The law, which the government said makes it "illegal to use, import and manufacture plastic carrier bags," attracted widespread media coverage, with Kenya's environment ministry posting photos of its inspectors visiting local markets and confiscating bags.
And in what may be a first for a bag law, the environment agency sent out an official statement disputing accusations on Kenyan social media that government employees were using the ban to solicit bribes.
It denied reports that officials were stopping cars to search for plastic bags and "arresting members of the public and soliciting bribes to be set free," saying it had not "sanctioned any actions to stop and inspect private or public vehicles for plastic bags."
Government officials said enforcement was being directed at businesses.
The Kenya Association of Manufacturers said more than 500 business people attended an Aug. 30 forum it hosted to discuss the ban and plastic waste with government officials, where KAM raised concerns about the law's implementation.
The head of Kenya's National Environment Management Authority told the business executives that the government would soon begin discussions with manufacturers.
Media reports quoted NEMA as saying that the ban only applies to plastic retail shopping bags and that the government has "no intention" of closing factories that employ thousands of Kenyans.
It's unclear if any Kenyan factories had closed. One local newspaper accompanying government inspectors reported finding a bag factory with a sign saying it had closed because of the ban. Government officials on the scene said factories are free to produce other types of bags.
The ban specifically does not cover plastic bags used for industrial packaging, nor does it cover bags for general garbage, hazardous waste and biomedical waste.
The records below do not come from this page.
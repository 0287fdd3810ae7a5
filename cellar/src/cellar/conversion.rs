use soroban_sdk::{token, Address, Env};

use crate::cellar::math::{change_decimals, change_decimals_ceil, mul_div_ceil, mul_div_floor};
use crate::constants::{INTERNAL_DECIMALS, SCALAR_18, UNLIMITED};
use crate::dependencies::LendingPoolClient;
use crate::storage;

/// Assets held in the lending position, in the asset's native decimals
pub fn active_assets(e: &Env) -> i128 {
    let pool = storage::get_lending_pool(e);
    let asset = storage::get_asset(e);
    LendingPoolClient::new(e, &pool).receipt_balance(&e.current_contract_address(), &asset)
}

/// Idle assets held by the vault, in the asset's native decimals
pub fn inactive_assets(e: &Env) -> i128 {
    let asset = storage::get_asset(e);
    token::Client::new(e, &asset).balance(&e.current_contract_address())
}

/// Total managed assets in the asset's native decimals
pub fn total_assets(e: &Env) -> i128 {
    active_assets(e) + inactive_assets(e)
}

/// Total managed assets in 18 decimals
pub fn total_managed_assets(e: &Env) -> i128 {
    to_internal(e, total_assets(e))
}

/// Rescales a native asset amount to 18 decimals
pub fn to_internal(e: &Env, assets: i128) -> i128 {
    change_decimals(e, assets, storage::get_asset_decimals(e), INTERNAL_DECIMALS)
}

/// Rescales an 18 decimal asset amount to native decimals, rounding down
pub fn to_native(e: &Env, assets: i128) -> i128 {
    change_decimals(e, assets, INTERNAL_DECIMALS, storage::get_asset_decimals(e))
}

/// Converts normalized assets to shares, rounding down. An empty vault
/// converts 1:1.
pub fn assets_to_shares(e: &Env, assets: i128) -> i128 {
    let total_shares = storage::get_total_shares(e);
    if total_shares == 0 {
        return assets;
    }
    mul_div_floor(e, assets, total_shares, total_managed_assets(e))
}

/// Converts normalized assets to shares, rounding up
pub fn assets_to_shares_ceil(e: &Env, assets: i128) -> i128 {
    let total_shares = storage::get_total_shares(e);
    if total_shares == 0 {
        return assets;
    }
    mul_div_ceil(e, assets, total_shares, total_managed_assets(e))
}

/// Converts shares to normalized assets, rounding down
pub fn shares_to_assets(e: &Env, shares: i128) -> i128 {
    let total_shares = storage::get_total_shares(e);
    if total_shares == 0 {
        return shares;
    }
    mul_div_floor(e, shares, total_managed_assets(e), total_shares)
}

/// Converts shares to normalized assets, rounding up
pub fn shares_to_assets_ceil(e: &Env, shares: i128) -> i128 {
    let total_shares = storage::get_total_shares(e);
    if total_shares == 0 {
        return shares;
    }
    mul_div_ceil(e, shares, total_managed_assets(e), total_shares)
}

/// Normalized assets redeemable for one whole share
pub fn exchange_rate(e: &Env) -> i128 {
    shares_to_assets(e, SCALAR_18)
}

/// Shares minted for depositing `assets` native units
pub fn preview_deposit(e: &Env, assets: i128) -> i128 {
    assets_to_shares(e, to_internal(e, assets))
}

/// Native assets charged for minting `shares`
pub fn preview_mint(e: &Env, shares: i128) -> i128 {
    let assets = shares_to_assets_ceil(e, shares);
    change_decimals_ceil(e, assets, INTERNAL_DECIMALS, storage::get_asset_decimals(e))
}

/// Shares burned for withdrawing `assets` native units
pub fn preview_withdraw(e: &Env, assets: i128) -> i128 {
    assets_to_shares_ceil(e, to_internal(e, assets))
}

/// Native assets paid for redeeming `shares`
pub fn preview_redeem(e: &Env, shares: i128) -> i128 {
    to_native(e, shares_to_assets(e, shares))
}

/// Largest deposit `owner` can currently make, in native units
pub fn max_deposit(e: &Env, owner: &Address) -> i128 {
    if storage::get_paused(e) || storage::get_shutdown(e) {
        return 0;
    }
    let limits = storage::get_limits(e);
    if limits.deposit_limit == UNLIMITED {
        return UNLIMITED;
    }
    let owned = preview_redeem(e, storage::get_balance(e, owner));
    if limits.deposit_limit > owned {
        limits.deposit_limit - owned
    } else {
        0
    }
}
The law reportedly carries jail time of up to four years and fines of up to $38,000 for making or importing the bags.
Kenyan government officials say retail shopping bags are very visible in roadside litter, block sewers and contribute to flooding, and are consumed by animals, where they then get into the human food supply.
"It is a toxin that we must get rid of," Judi Wakhungu, the cabinet secretary for natural resources and environment, told reporters in a video interview at an environmental trade show. "It is affecting our water. It is affecting our livestock. And, even worse, we are ingesting this as human beings."
The first week had a heavy push by the government, including on social media.
NEMA urged the public to drop off unused bags at various supermarket collection points. One newspaper report said that a single location in Kenya, Migori county, had seen more than 1 metric ton of bags collected in the first two days.
But others questioned whether the ban would work in the long term.
An environmental researcher at the University of Nairobi, in Kenya's capital city, said previous attempts to ban plastic bags in Kenya failed because of a lack of consistent implementation.
Leah Oyake-Ombis said the country should instead pursue a broader strategy of waste management collection and recycling.
"My research on the management of plastic waste in urban Kenya shows that this new ban is not realistic," she wrote in a July essay for the website, The Conversation.
"Plastic bags ... have an extremely important role in the average person's daily life as they stand out for their excellent fitness for use, resource efficiency and low price."
Oyake-Ombis, who is also managing director of Kenyan firm Alise Consultants, was not letting plastics companies off the hook.
Any government waste management system should "require plastic industries to take back certain quantities of plastic waste from the solid waste management system to enhance recycling," she said.
One speaker at the Kenyan manufacturers forum also urged the government and industry to work for a producer responsibility/take back scheme for some plastics, according to a tweet from KAM.
KAM seemed to take nuanced position. CEO Phyllis Wakiaga said in a post on its website that the bag ban is in general a positive step, but questioned its implementation.
"No doubt that this is a positively significant step that our country is taking towards environmental conservation and sustainability," she said. "However, the execution of the ban will favor big industrial businesses and supermarkets, and greatly disadvantage small businesses."